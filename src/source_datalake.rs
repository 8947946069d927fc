//! Data-lake storage source.
//!
//! Recursively enumerates a directory prefix in a hierarchical-namespace
//! filesystem, downloads each file, and attaches the principals that hold
//! read access, parsed from the backend's POSIX-style ACL string.
//!
//! # ACL grammar
//!
//! The access-control string is a comma-separated list of entries of the
//! form `scope:principal:permissions`, e.g.
//! `user::rwx,group::r-x,other::r--,user:xxxxxxxx-xxxx-...:r--`.
//! An entry is malformed and skipped when it does not have exactly three
//! colon-delimited fields or its principal is empty (the unnamed owner and
//! owning-group entries fall out this way). A `user` entry with a read bit
//! contributes its principal to `acl.users`; a `group` entry with a read
//! bit contributes to `acl.groups`. `other` scopes and entries without a
//! read bit are recorded nowhere.
//!
//! # Failure behavior
//!
//! A retrieval error for one file is logged and the file skipped; the
//! enumeration continues. This source lists many files per run, and one
//! bad file must not abort the batch — the opposite policy of
//! [`crate::source_blob::BlobSource`].

use async_trait::async_trait;
use serde::Deserialize;
use std::path::{Path, PathBuf};
use tracing::{error, info};

use crate::config::DataLakeConfig;
use crate::error::{RelayError, Result};
use crate::models::{FileAcl, FileHandle};
use crate::source::FileSource;

pub struct DataLakeSource {
    config: DataLakeConfig,
    scratch_dir: PathBuf,
    client: reqwest::Client,
}

#[derive(Deserialize)]
struct PathList {
    paths: Vec<PathEntry>,
}

#[derive(Deserialize)]
struct PathEntry {
    name: String,
    #[serde(rename = "isDirectory", default)]
    is_directory: Option<String>,
}

impl DataLakeSource {
    pub fn new(config: DataLakeConfig, scratch_dir: PathBuf) -> Self {
        Self {
            config,
            scratch_dir,
            client: reqwest::Client::new(),
        }
    }

    fn endpoint(&self) -> String {
        match self.config.endpoint_url {
            Some(ref url) => url.trim_end_matches('/').to_string(),
            None => format!("https://{}.dfs.core.windows.net", self.config.account),
        }
    }

    fn with_sas(&self, url: String) -> String {
        match self.config.sas_token {
            Some(ref sas) if url.contains('?') => format!("{}&{}", url, sas),
            Some(ref sas) => format!("{}?{}", url, sas),
            None => url,
        }
    }

    async fn fetch_file(&self, name: &str, dest: &Path) -> Result<FileAcl> {
        let url = self.with_sas(format!("{}/{}/{}", self.endpoint(), self.config.filesystem, name));
        let resp = self
            .client
            .get(&url)
            .send()
            .await
            .map_err(|e| retrieval(name, e.to_string()))?;
        if !resp.status().is_success() {
            return Err(retrieval(name, format!("HTTP {}", resp.status())));
        }
        let bytes = resp
            .bytes()
            .await
            .map_err(|e| retrieval(name, e.to_string()))?;
        std::fs::write(dest, &bytes).map_err(|e| retrieval(name, e.to_string()))?;

        // Request ACLs as GUIDs, not resolved principal names.
        let acl_url = self.with_sas(format!(
            "{}/{}/{}?action=getAccessControl&upn=false",
            self.endpoint(),
            self.config.filesystem,
            name
        ));
        let resp = self
            .client
            .head(&acl_url)
            .send()
            .await
            .map_err(|e| retrieval(name, e.to_string()))?;
        if !resp.status().is_success() {
            return Err(retrieval(name, format!("ACL fetch: HTTP {}", resp.status())));
        }

        let acl_text = resp
            .headers()
            .get("x-ms-acl")
            .and_then(|v| v.to_str().ok())
            .unwrap_or("");
        Ok(parse_acl(acl_text))
    }
}

#[async_trait]
impl FileSource for DataLakeSource {
    async fn list_paths(&self) -> Result<Vec<String>> {
        let mut paths = Vec::new();
        let mut continuation: Option<String> = None;

        loop {
            let mut url = format!(
                "{}/{}?resource=filesystem&recursive=true&directory={}",
                self.endpoint(),
                self.config.filesystem,
                self.config.path
            );
            if let Some(ref token) = continuation {
                url = format!("{}&continuation={}", url, token);
            }
            let url = self.with_sas(url);

            let resp = self
                .client
                .get(&url)
                .send()
                .await
                .map_err(|e| retrieval(&self.config.path, e.to_string()))?;
            if !resp.status().is_success() {
                return Err(retrieval(&self.config.path, format!("HTTP {}", resp.status())));
            }

            let next = resp
                .headers()
                .get("x-ms-continuation")
                .and_then(|v| v.to_str().ok())
                .filter(|s| !s.is_empty())
                .map(|s| s.to_string());

            let body: PathList = resp
                .json()
                .await
                .map_err(|e| retrieval(&self.config.path, e.to_string()))?;
            for entry in body.paths {
                if entry.is_directory.as_deref() == Some("true") {
                    continue;
                }
                paths.push(entry.name);
            }

            match next {
                Some(token) => continuation = Some(token),
                None => break,
            }
        }

        Ok(paths)
    }

    async fn list(&self) -> Result<Vec<FileHandle>> {
        std::fs::create_dir_all(&self.scratch_dir)?;

        let mut handles = Vec::new();
        for name in self.list_paths().await? {
            let basename = name.rsplit('/').next().unwrap_or(&name);
            let dest = self.scratch_dir.join(basename);

            info!(path = %name, "Downloading data-lake file");
            match self.fetch_file(&name, &dest).await {
                Ok(acl) => {
                    let source_url =
                        format!("{}/{}/{}", self.endpoint(), self.config.filesystem, name);
                    handles.push(FileHandle {
                        name,
                        path: dest,
                        source_url: Some(source_url),
                        is_remote: true,
                        acl,
                    });
                }
                Err(e) => {
                    // One bad file must not abort the batch.
                    error!(path = %name, error = %e, "Error reading file, skipping");
                    if dest.exists() {
                        if let Err(cleanup) = std::fs::remove_file(&dest) {
                            error!(path = %dest.display(), error = %cleanup, "Error deleting partial download");
                        }
                    }
                }
            }
        }
        Ok(handles)
    }
}

/// Parse a POSIX-style ACL string into read-capable principals.
///
/// Malformed entries are skipped, never escalated.
pub fn parse_acl(acl: &str) -> FileAcl {
    let mut parsed = FileAcl::default();
    for entry in acl.split(',') {
        let parts: Vec<&str> = entry.split(':').collect();
        if parts.len() != 3 {
            continue;
        }
        let (scope, principal, perms) = (parts[0], parts[1], parts[2]);
        if principal.is_empty() {
            continue;
        }
        if !perms.contains('r') {
            continue;
        }
        match scope {
            "user" => parsed.users.push(principal.to_string()),
            "group" => parsed.groups.push(principal.to_string()),
            _ => {}
        }
    }
    parsed
}

fn retrieval(name: &str, reason: String) -> RelayError {
    RelayError::Retrieval {
        name: name.to_string(),
        reason,
    }
}

#[cfg(test)]
mod tests {
    use super::*;

    #[test]
    fn owner_and_no_read_entries_are_excluded() {
        let acl = parse_acl("user::rwx,group::r-x,user:abc-123:r--,group:def-456:-wx");
        assert_eq!(acl.users, vec!["abc-123"]);
        assert!(acl.groups.is_empty());
    }

    #[test]
    fn read_capable_group_is_included() {
        let acl = parse_acl("user::rwx,group:11111111-2222:r-x,other::---");
        assert!(acl.users.is_empty());
        assert_eq!(acl.groups, vec!["11111111-2222"]);
    }

    #[test]
    fn malformed_entries_are_skipped() {
        let acl = parse_acl("garbage,user:abc:r--:extra,user:ok-guid:r--");
        assert_eq!(acl.users, vec!["ok-guid"]);
        assert!(acl.groups.is_empty());
    }

    #[test]
    fn other_scope_is_never_recorded() {
        let acl = parse_acl("other:some-guid:rwx");
        assert!(acl.is_empty());
    }

    #[test]
    fn empty_string_yields_empty_acl() {
        assert!(parse_acl("").is_empty());
    }
}
//! Work and dead-letter queue access.
//!
//! The relay consumes from exactly one work queue and writes to exactly one
//! dead-letter queue; [`MessageQueue`] is the narrow contract both share.
//! A received message stays invisible to other consumers for the requested
//! visibility timeout and becomes redeliverable afterwards unless deleted —
//! at-least-once delivery, never exactly-once.
//!
//! [`RestQueueClient`] talks to the queue-storage REST endpoint (XML
//! bodies, parsed with plain string scanning — no XML dependency needed for
//! three fixed tags). [`MemoryQueue`] implements the same visibility
//! semantics in process for tests and local runs.

use async_trait::async_trait;
use base64::prelude::*;
use std::sync::Mutex;
use std::time::{Duration, Instant};
use uuid::Uuid;

use crate::config::QueueConfig;
use crate::error::{RelayError, Result};

/// A message leased from a queue. Deleting requires both the id and the
/// pop receipt issued by the receive that leased it.
#[derive(Debug, Clone)]
pub struct ReceivedMessage {
    pub id: String,
    pub pop_receipt: String,
    pub body: String,
}

#[async_trait]
pub trait MessageQueue: Send + Sync {
    /// Lease up to `max_messages`, hiding them for `visibility_timeout`.
    async fn receive(
        &self,
        max_messages: usize,
        visibility_timeout: Duration,
    ) -> Result<Vec<ReceivedMessage>>;

    /// Permanently delete a leased message.
    async fn delete(&self, message: &ReceivedMessage) -> Result<()>;

    /// Append a new message body to the queue.
    async fn send(&self, body: &str) -> Result<()>;
}

// ============ REST queue client ============

pub struct RestQueueClient {
    base_url: String,
    queue_name: String,
    sas_token: Option<String>,
    client: reqwest::Client,
}

impl RestQueueClient {
    pub fn new(base_url: String, queue_name: String, sas_token: Option<String>) -> Self {
        Self {
            base_url: base_url.trim_end_matches('/').to_string(),
            queue_name,
            sas_token,
            client: reqwest::Client::new(),
        }
    }

    /// Build the work-queue and dead-letter-queue clients from the config.
    pub fn pair_from_config(config: &QueueConfig) -> (Self, Self) {
        let base = match config.endpoint_url {
            Some(ref url) => url.clone(),
            None => format!("https://{}.queue.core.windows.net", config.account),
        };
        (
            Self::new(base.clone(), config.work_queue.clone(), config.sas_token.clone()),
            Self::new(base, config.deadletter_queue.clone(), config.sas_token.clone()),
        )
    }

    fn url(&self, suffix: &str, params: &str) -> String {
        let mut url = format!("{}/{}{}", self.base_url, self.queue_name, suffix);
        let mut sep = '?';
        if !params.is_empty() {
            url.push(sep);
            url.push_str(params);
            sep = '&';
        }
        if let Some(ref sas) = self.sas_token {
            url.push(sep);
            url.push_str(sas);
        }
        url
    }
}

#[async_trait]
impl MessageQueue for RestQueueClient {
    async fn receive(
        &self,
        max_messages: usize,
        visibility_timeout: Duration,
    ) -> Result<Vec<ReceivedMessage>> {
        let url = self.url(
            "/messages",
            &format!(
                "numofmessages={}&visibilitytimeout={}",
                max_messages,
                visibility_timeout.as_secs()
            ),
        );
        let resp = self
            .client
            .get(&url)
            .send()
            .await
            .map_err(|e| RelayError::Queue(e.to_string()))?;
        if !resp.status().is_success() {
            return Err(RelayError::Queue(format!(
                "receive from '{}' failed: HTTP {}",
                self.queue_name,
                resp.status()
            )));
        }
        let xml = resp
            .text()
            .await
            .map_err(|e| RelayError::Queue(e.to_string()))?;
        parse_message_list(&xml)
    }

    async fn delete(&self, message: &ReceivedMessage) -> Result<()> {
        let url = self.url(
            &format!("/messages/{}", message.id),
            &format!("popreceipt={}", message.pop_receipt),
        );
        let resp = self
            .client
            .delete(&url)
            .send()
            .await
            .map_err(|e| RelayError::Queue(e.to_string()))?;
        if !resp.status().is_success() {
            return Err(RelayError::Queue(format!(
                "delete of message '{}' failed: HTTP {}",
                message.id,
                resp.status()
            )));
        }
        Ok(())
    }

    async fn send(&self, body: &str) -> Result<()> {
        let url = self.url("/messages", "");
        let payload = format!(
            "<QueueMessage><MessageText>{}</MessageText></QueueMessage>",
            body
        );
        let resp = self
            .client
            .post(&url)
            .body(payload)
            .send()
            .await
            .map_err(|e| RelayError::Queue(e.to_string()))?;
        if !resp.status().is_success() {
            return Err(RelayError::Queue(format!(
                "send to '{}' failed: HTTP {}",
                self.queue_name,
                resp.status()
            )));
        }
        Ok(())
    }
}

/// Parse a `<QueueMessagesList>` response into received messages.
fn parse_message_list(xml: &str) -> Result<Vec<ReceivedMessage>> {
    let mut messages = Vec::new();
    let mut remaining = xml;
    while let Some(start) = remaining.find("<QueueMessage>") {
        let block_start = start + "<QueueMessage>".len();
        let Some(end) = remaining[block_start..].find("</QueueMessage>") else {
            break;
        };
        let block = &remaining[block_start..block_start + end];

        let id = extract_xml_value(block, "MessageId");
        let pop_receipt = extract_xml_value(block, "PopReceipt");
        let body = extract_xml_value(block, "MessageText");
        match (id, pop_receipt, body) {
            (Some(id), Some(pop_receipt), Some(body)) => messages.push(ReceivedMessage {
                id,
                pop_receipt,
                body,
            }),
            _ => {
                return Err(RelayError::Queue(
                    "malformed QueueMessage block in receive response".to_string(),
                ))
            }
        }

        remaining = &remaining[block_start + end + "</QueueMessage>".len()..];
    }
    Ok(messages)
}

/// Extract the text content of a simple, non-nested XML tag.
fn extract_xml_value(xml: &str, tag: &str) -> Option<String> {
    let open = format!("<{}>", tag);
    let close = format!("</{}>", tag);
    let start = xml.find(&open)? + open.len();
    let end = xml[start..].find(&close)?;
    Some(xml[start..start + end].to_string())
}

// ============ In-memory queue ============

struct StoredMessage {
    id: String,
    body: String,
    pop_receipt: Option<String>,
    visible_at: Instant,
}

/// In-process queue with the same lease semantics as the REST client.
#[derive(Default)]
pub struct MemoryQueue {
    messages: Mutex<Vec<StoredMessage>>,
}

impl MemoryQueue {
    pub fn new() -> Self {
        Self::default()
    }

    /// Number of messages currently in the queue, visible or leased.
    pub fn len(&self) -> usize {
        self.messages.lock().unwrap().len()
    }

    pub fn is_empty(&self) -> bool {
        self.len() == 0
    }

    /// Message bodies in queue order, regardless of lease state.
    pub fn bodies(&self) -> Vec<String> {
        self.messages
            .lock()
            .unwrap()
            .iter()
            .map(|m| m.body.clone())
            .collect()
    }
}

#[async_trait]
impl MessageQueue for MemoryQueue {
    async fn receive(
        &self,
        max_messages: usize,
        visibility_timeout: Duration,
    ) -> Result<Vec<ReceivedMessage>> {
        let now = Instant::now();
        let mut messages = self.messages.lock().unwrap();
        let mut leased = Vec::new();
        for stored in messages.iter_mut() {
            if leased.len() == max_messages {
                break;
            }
            if stored.visible_at > now {
                continue;
            }
            let pop_receipt = Uuid::new_v4().to_string();
            stored.pop_receipt = Some(pop_receipt.clone());
            stored.visible_at = now + visibility_timeout;
            leased.push(ReceivedMessage {
                id: stored.id.clone(),
                pop_receipt,
                body: stored.body.clone(),
            });
        }
        Ok(leased)
    }

    async fn delete(&self, message: &ReceivedMessage) -> Result<()> {
        let mut messages = self.messages.lock().unwrap();
        let before = messages.len();
        messages.retain(|m| {
            !(m.id == message.id && m.pop_receipt.as_deref() == Some(&message.pop_receipt))
        });
        if messages.len() == before {
            return Err(RelayError::Queue(format!(
                "no leased message '{}' with matching pop receipt",
                message.id
            )));
        }
        Ok(())
    }

    async fn send(&self, body: &str) -> Result<()> {
        self.messages.lock().unwrap().push(StoredMessage {
            id: Uuid::new_v4().to_string(),
            body: body.to_string(),
            pop_receipt: None,
            visible_at: Instant::now(),
        });
        Ok(())
    }
}

/// Decode a dead-letter body back into its JSON record. Test helper for
/// inspecting dead-letter queues.
pub fn decode_deadletter_body(body: &str) -> Result<serde_json::Value> {
    let bytes = BASE64_STANDARD
        .decode(body.trim())
        .map_err(|e| RelayError::Decode(format!("invalid base64: {}", e)))?;
    Ok(serde_json::from_slice(&bytes)?)
}

#[cfg(test)]
mod tests {
    use super::*;

    #[test]
    fn parses_message_list() {
        let xml = r#"<?xml version="1.0" encoding="utf-8"?>
<QueueMessagesList>
  <QueueMessage>
    <MessageId>msg-1</MessageId>
    <InsertionTime>Fri, 09 Oct 2026 21:04:30 GMT</InsertionTime>
    <PopReceipt>rcpt-1</PopReceipt>
    <MessageText>aGVsbG8=</MessageText>
  </QueueMessage>
  <QueueMessage>
    <MessageId>msg-2</MessageId>
    <PopReceipt>rcpt-2</PopReceipt>
    <MessageText>d29ybGQ=</MessageText>
  </QueueMessage>
</QueueMessagesList>"#;
        let messages = parse_message_list(xml).unwrap();
        assert_eq!(messages.len(), 2);
        assert_eq!(messages[0].id, "msg-1");
        assert_eq!(messages[0].pop_receipt, "rcpt-1");
        assert_eq!(messages[1].body, "d29ybGQ=");
    }

    #[test]
    fn empty_list_parses_to_no_messages() {
        let xml = "<?xml version=\"1.0\"?><QueueMessagesList></QueueMessagesList>";
        assert!(parse_message_list(xml).unwrap().is_empty());
    }

    #[tokio::test]
    async fn memory_queue_leases_and_deletes() {
        let queue = MemoryQueue::new();
        queue.send("one").await.unwrap();
        queue.send("two").await.unwrap();

        let leased = queue.receive(10, Duration::from_secs(300)).await.unwrap();
        assert_eq!(leased.len(), 2);

        // Leased messages are invisible to a second receive.
        let again = queue.receive(10, Duration::from_secs(300)).await.unwrap();
        assert!(again.is_empty());

        queue.delete(&leased[0]).await.unwrap();
        assert_eq!(queue.len(), 1);
    }

    #[tokio::test]
    async fn expired_lease_becomes_redeliverable() {
        let queue = MemoryQueue::new();
        queue.send("msg").await.unwrap();

        let leased = queue.receive(1, Duration::from_millis(0)).await.unwrap();
        assert_eq!(leased.len(), 1);

        // Zero visibility timeout: immediately redeliverable.
        let again = queue.receive(1, Duration::from_secs(300)).await.unwrap();
        assert_eq!(again.len(), 1);
        assert_eq!(again[0].id, leased[0].id);
    }
}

------------------------------

● What to produce: Up to and including the line with "entries of the", please return the records exactly, beginning from their first line.

● Output for this task:
filename src/source_datalake.rs
repository 8947946069d927fc
//! Data-lake storage source.
//!
//! Recursively enumerates a directory prefix in a hierarchical-namespace
//! filesystem, downloads each file, and attaches the principals that hold
//! read access, parsed from the backend's POSIX-style ACL string.
//!
//! # ACL grammar
//!
//! The access-control string is a comma-separated list of entries of the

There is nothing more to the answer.